Maternal exposure to heatwave and preterm birth in Brisbane, Australia




To quantify the short-term effects of maternal exposure to heatwave on preterm birth.


An ecological study.


A population-based study in Brisbane, Australia.


All pregnant women who had a spontaneous singleton live birth in Brisbane between November and March in 2000–2010 were studied.

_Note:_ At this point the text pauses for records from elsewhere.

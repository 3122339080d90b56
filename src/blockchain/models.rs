// src/blockchain/models.rs
use std::fmt;

use thiserror::Error;

/// The upstream services the gateway talks to.
#[derive(Debug, Clone, Copy, PartialEq, Eq)]
pub enum Service {
    Dune,
    Blockscout,
}

impl fmt::Display for Service {
    fn fmt(&self, f: &mut fmt::Formatter<'_>) -> fmt::Result {
        match self {
            Service::Dune => f.write_str("Dune"),
            Service::Blockscout => f.write_str("Blockscout"),
        }
    }
}

// --- Error types for upstream calls ---

#[derive(Error, Debug)]
pub enum UpstreamError {
    #[error("Unsupported chain ID: {chain_id}. Supported chains: {supported}")]
    UnsupportedChain { chain_id: String, supported: String },

    #[error("{} API Error{}: {status} {reason}. Details: {body}", .service, network_suffix(.network))]
    Status {
        service: Service,
        network: Option<&'static str>,
        status: u16,
        reason: String,
        body: String,
    },

    #[error("{service} API request failed: {source}")]
    Transport {
        service: Service,
        #[source]
        source: reqwest::Error,
    },

    #[error("{service} API returned invalid JSON: {source}")]
    Decode {
        service: Service,
        #[source]
        source: serde_json::Error,
    },

    #[error("invalid upstream URL: {0}")]
    Url(#[from] url::ParseError),
}

fn network_suffix(network: &Option<&'static str>) -> String {
    match network {
        Some(name) => format!(" ({name})"),
        None => String::new(),
    }
}

pub type UpstreamResult<T> = Result<T, UpstreamError>;

#[cfg(test)]
mod tests {
    use super::*;

    #[test]
    fn status_error_names_service_and_network() {
        let err = UpstreamError::Status {
            service: Service::Blockscout,
            network: Some("Polygon"),
            status: 502,
            reason: "Bad Gateway".into(),
            body: "upstream down".into(),
        };
        assert_eq!(
            err.to_string(),
            "Blockscout API Error (Polygon): 502 Bad Gateway. Details: upstream down"
        );

        let err = UpstreamError::Status {
            service: Service::Dune,
            network: None,
            status: 401,
            reason: "Unauthorized".into(),
            body: "{}".into(),
        };
        assert_eq!(err.to_string(), "Dune API Error: 401 Unauthorized. Details: {}");
    }
}
#[derive(Debug, Clone, Copy, PartialEq, Eq)]
pub enum ParamKind {
    String,
    /// Positive integer; numeric strings are accepted.
    Integer,
    Boolean,
    StringOrNumber,
    Array,
}

#[derive(Debug, Clone, Copy, PartialEq, Eq)]
pub enum Placement {
    /// Substituted for `{name}` in the path template.
    Path,
    /// Sent as `key=value`.
    Query(&'static str),
    /// Selects the Blockscout network; not forwarded.
    Chain,
    /// Each array element is sent as `key[i]=value`.
    IndexedQuery(&'static str),
}

#[derive(Debug, Clone, Copy)]
pub struct ParamSpec {
    pub name: &'static str,
    pub kind: ParamKind,
    pub required: bool,
    pub description: &'static str,
    pub placement: Placement,
}

#[derive(Debug, Clone, Copy, PartialEq, Eq)]
pub enum Upstream {
    Dune,
    Blockscout,
}

#[derive(Debug, Clone, Copy)]
pub enum Action {
    /// One GET against the path template; the JSON is returned verbatim.
    Fetch(&'static str),
    /// Fixed text, no upstream call.
    Pong(&'static str),
    /// `/stats` on the selected explorer, summarized.
    PingBlockscout,
    /// Read and write method lists of a verified contract.
    ContractMethods,
}

#[derive(Debug, Clone, Copy)]
pub struct ToolSpec {
    pub name: &'static str,
    pub description: &'static str,
    pub upstream: Upstream,
    pub action: Action,
    pub params: &'static [ParamSpec],
}

const fn param(
    name: &'static str,
    kind: ParamKind,
    required: bool,
    description: &'static str,
    placement: Placement,
) -> ParamSpec {
    ParamSpec { name, kind, required, description, placement }
}

const fn path(name: &'static str, description: &'static str) -> ParamSpec {
    param(name, ParamKind::String, true, description, Placement::Path)
}

const fn query(name: &'static str, key: &'static str, description: &'static str) -> ParamSpec {
    param(name, ParamKind::String, false, description, Placement::Query(key))
}

const fn limit(key: &'static str, description: &'static str) -> ParamSpec {
    param("limit", ParamKind::Integer, false, description, Placement::Query(key))
}

// Shared parameters
const EVM_WALLET: ParamSpec = path(
    "walletAddress",
    "The EVM wallet address (e.g., 0xd8da6bf26964af9d7eed9e03e53415d37aa96045)",
);
const DUNE_OFFSET: ParamSpec = query("offset", "offset", "Optional. The offset (cursor) for pagination.");
const CHAIN_ID: ParamSpec = param(
    "chainId",
    ParamKind::String,
    true,
    "The chain ID (e.g., '1' for Ethereum, '137' for Polygon)",
    Placement::Chain,
);
const NEXT_PAGE: ParamSpec = query(
    "next_page_params",
    "next_page_params",
    "Optional. Pagination cursor from previous response",
);
const CONTRACT: ParamSpec = path("address", "The contract address");
const TX_HASH: ParamSpec = path("txHash", "The transaction hash");
const BLOCK: ParamSpec = path("blockNumber", "The block number or hash");
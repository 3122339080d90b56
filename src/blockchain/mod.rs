// src/blockchain/mod.rs

pub mod client;
pub mod models;
pub mod networks;

pub use client::UpstreamClient;
pub use models::{UpstreamError, UpstreamResult};
// src/api/health.rs

use axum::{response::IntoResponse, Json};
use serde::Serialize;

use crate::AppState;

#[derive(Debug, Serialize)]
#[serde(rename_all = "camelCase")]
pub struct HealthStatus {
    pub status: &'static str,
    pub version: &'static str,
    pub transport: &'static str,
    /// Seconds since startup.
    pub uptime: u64,
    pub modern_sessions: usize,
    pub legacy_sessions: usize,
    pub total_sessions: usize,
}

impl HealthStatus {
    pub fn collect(state: &AppState) -> Self {
        Self {
            status: "ok",
            version: env!("CARGO_PKG_VERSION"),
            transport: state.config.transport.as_str(),
            uptime: state.started_at.elapsed().as_secs(),
            modern_sessions: state.sessions.modern_count(),
            legacy_sessions: state.sessions.legacy_count(),
            total_sessions: state.sessions.total(),
        }
    }
}

/// Read-only; never touches the registries.
pub async fn health_handler(state: AppState) -> impl IntoResponse {
    Json(HealthStatus::collect(&state))
}
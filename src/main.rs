// src/main.rs

use std::net::SocketAddr;
use std::sync::Arc;

use anyhow::Context;
use clap::Parser;
use tokio::net::TcpListener;
use tracing::{error, info, warn};
use tracing_subscriber::{layer::SubscriberExt, util::SubscriberInitExt};
use web3_stats_mcp::{
    api::{auth::generate_api_key, build_app},
    blockchain::UpstreamClient,
    config::{Cli, Config, TransportMode},
    mcp::McpHandler,
    transport::{stdio, RpcService},
    AppState,
};

// --- HTTP Server Logic ---
async fn run_http_server(state: AppState) -> anyhow::Result<()> {
    let config = state.config.clone();
    let sessions = state.sessions.clone();
    let app = build_app(state);

    let listener = TcpListener::bind((config.host.as_str(), config.port))
        .await
        .with_context(|| format!("failed to bind {}:{}", config.host, config.port))?;
    let addr = listener.local_addr().context("listener has no local address")?;

    info!("🚀 HTTP Server listening on {} (transport: {})", addr, config.transport.as_str());
    if config.transport.serves_modern() {
        info!("   streamable HTTP: http://{}/mcp", addr);
    }
    if config.transport.serves_legacy() {
        info!("   legacy SSE: http://{}/sse (POST /message)", addr);
    }
    if config.auth.enabled {
        info!("🔒 Authentication enabled");
    } else {
        warn!("Authentication disabled; set MCP_AUTH_ENABLED=true to require credentials");
    }

    // Open SSE streams only end once their session is cancelled, so close
    // every session as soon as the signal arrives.
    let shutdown = async move {
        shutdown_signal().await;
        let closed = sessions.close_all();
        info!("Closed {} session(s)", closed);
    };

    axum::serve(listener, app.into_make_service_with_connect_info::<SocketAddr>())
        .with_graceful_shutdown(shutdown)
        .await
        .context("HTTP server error")?;

    info!("Server stopped");
    Ok(())
}

async fn shutdown_signal() {
    let ctrl_c = async {
        if let Err(e) = tokio::signal::ctrl_c().await {
            error!("Failed to listen for Ctrl-C: {}", e);
        }
    };

    #[cfg(unix)]
    let terminate = async {
        match tokio::signal::unix::signal(tokio::signal::unix::SignalKind::terminate()) {
            Ok(mut signal) => {
                signal.recv().await;
            }
            Err(e) => {
                error!("Failed to listen for SIGTERM: {}", e);
                std::future::pending::<()>().await;
            }
        }
    };

    #[cfg(not(unix))]
    let terminate = std::future::pending::<()>();

    tokio::select! {
        _ = ctrl_c => {},
        _ = terminate => {},
    }
    info!("Shutdown signal received");
}

#[tokio::main]
async fn main() {
    // .env must be loaded before RUST_LOG and clap's env fallbacks are read
    dotenvy::dotenv().ok();

    // Initialize tracing
    tracing_subscriber::registry()
        .with(
            tracing_subscriber::EnvFilter::try_from_default_env()
                .unwrap_or_else(|_| "web3_stats_mcp=debug,tower_http=debug".into()),
        )
        .with(tracing_subscriber::fmt::layer().with_writer(std::io::stderr))
        .init();

    let cli = Cli::parse();

    if cli.generate_api_key {
        println!("{}", generate_api_key());
        return;
    }

    // Load configuration
    let config = match Config::from_env(&cli) {
        Ok(cfg) => cfg,
        Err(e) => {
            error!("❌ Failed to load configuration: {:#}", e);
            std::process::exit(1);
        }
    };

    let client = UpstreamClient::new(config.dune_api_key.clone(), config.dune_base_url.clone());
    let rpc: Arc<dyn RpcService> = Arc::new(McpHandler::new(client));

    if config.transport == TransportMode::Stdio {
        stdio::run(rpc).await;
        return;
    }

    let app_state = AppState::new(config, rpc);
    if let Err(e) = run_http_server(app_state).await {
        error!("❌ {:#}", e);
        std::process::exit(1);
    }
}
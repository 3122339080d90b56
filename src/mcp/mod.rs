// src/mcp/mod.rs

pub mod handler;
pub mod prompts;
pub mod protocol;
pub mod resources;
pub mod tools;

pub use handler::McpHandler;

Daily data on pregnancy outcomes, meteorological factors, and ambient air pollutants were obtained. The Cox proportional hazards regression model with time-dependent variables was used to examine the short-term impact of heatwave on preterm birth. A series of cut-off temperatures and durations were used to define heatwave. Multivariable analyses were also performed to adjust for socio-economic factors, demographic factors, meteorological factors, and ambient air pollutants.

Main outcome measure

Spontaneous preterm births.


The adjusted hazard ratios (HRs) ranged from 1.13 (95% CI 1.03–1.24) to 2.00 (95% CI 1.37–2.91) by using different heatwave definitions, after controlling for demographic, socio-economic, and meteorological factors, and air pollutants.


Heatwave was significantly associated with preterm birth: the associations were robust to the definitions of heatwave. The threshold temperatures, instead of duration, could be more likely to influence the evaluation of birth-related heatwaves. The findings of this study may have significant public health implications as climate change progresses.